> [Exercise]: Check each line of the entries below for the word "SchemaError", and copy out the ones that have it.

[Stored data]
//! User-supplied usage estimates.
//!
//! A usage file is YAML keyed by resource address:
//!
//! ```yaml
//! version: 0.1
//! resource_usage:
//!   aws_instance.web:
//!     operating_system: windows
//!   azurerm_key_vault_key.signing:
//!     monthly_secrets_operations: 250000
//! ```

use std::collections::BTreeMap;
use std::fs;
use std::path::Path;

use serde::Deserialize;
use tracing::debug;

use crate::error::{SchemaError, SchemaResult};
use crate::value::Value;

/// Usage file versions this loader understands.
pub const SUPPORTED_USAGE_VERSIONS: &[&str] = &["0.1"];

/// Usage estimates for one resource address.
///
/// A missing key means "unknown", which is different from an explicit zero.
#[derive(Debug, Clone, PartialEq)]
pub struct UsageData {
    address: String,
    values: Value,
}

impl UsageData {
    pub fn new(address: impl Into<String>, values: impl Into<Value>) -> Self {
        Self {
            address: address.into(),
            values: values.into(),
        }
    }

    pub fn address(&self) -> &str {
        &self.address
    }

    pub fn get(&self, key: &str) -> &Value {
        self.values.get(key)
    }

    pub fn exists(&self, key: &str) -> bool {
        self.values.get(key).exists()
    }
}

#[derive(Debug, Deserialize)]
struct RawUsageFile {
    version: serde_yaml::Value,
    #[serde(default)]
    resource_usage: BTreeMap<String, serde_json::Value>,
}

/// All usage estimates supplied for a run.
#[derive(Debug, Clone, Default)]
pub struct UsageFile {
    resources: BTreeMap<String, UsageData>,
}

impl UsageFile {
    /// A usage file with no estimates, used when the user supplies none.
    pub fn empty() -> Self {
        Self::default()
    }

    pub fn from_file(path: impl AsRef<Path>) -> SchemaResult<Self> {
        let path = path.as_ref();
        debug!("Reading usage file from {:?}", path);
        let content = fs::read_to_string(path)?;
        Self::from_yaml_str(&content)
    }

    pub fn from_yaml_str(content: &str) -> SchemaResult<Self> {
        let raw: RawUsageFile = serde_yaml::from_str(content)?;

        let version = match &raw.version {
            serde_yaml::Value::String(s) => s.clone(),
            serde_yaml::Value::Number(n) => n.to_string(),
            other => format!("{:?}", other),
        };
        if !SUPPORTED_USAGE_VERSIONS.contains(&version.as_str()) {
            return Err(SchemaError::UnsupportedUsageVersion(version));
        }

        let mut file = Self::empty();
        for (address, values) in raw.resource_usage {
            file.insert(UsageData::new(address, values));
        }
        debug!("Loaded usage estimates for {} resources", file.len());
        Ok(file)
    }

    pub fn insert(&mut self, usage: UsageData) {
        self.resources.insert(usage.address.clone(), usage);
    }

    /// Usage for an address, falling back from `name[N]` to a `name[*]` entry.
    pub fn get(&self, address: &str) -> Option<&UsageData> {
        if let Some(usage) = self.resources.get(address) {
            return Some(usage);
        }
        wildcard_address(address).and_then(|wildcard| self.resources.get(&wildcard))
    }

    pub fn len(&self) -> usize {
        self.resources.len()
    }

    pub fn is_empty(&self) -> bool {
        self.resources.is_empty()
    }
}

fn wildcard_address(address: &str) -> Option<String> {
    let open = address.rfind('[')?;
    if !address.ends_with(']') {
        return None;
    }
    Some(format!("{}[*]", &address[..open]))
}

> [Exercise answer]:
use crate::error::{SchemaError, SchemaResult};
            return Err(SchemaError::UnsupportedUsageVersion(version));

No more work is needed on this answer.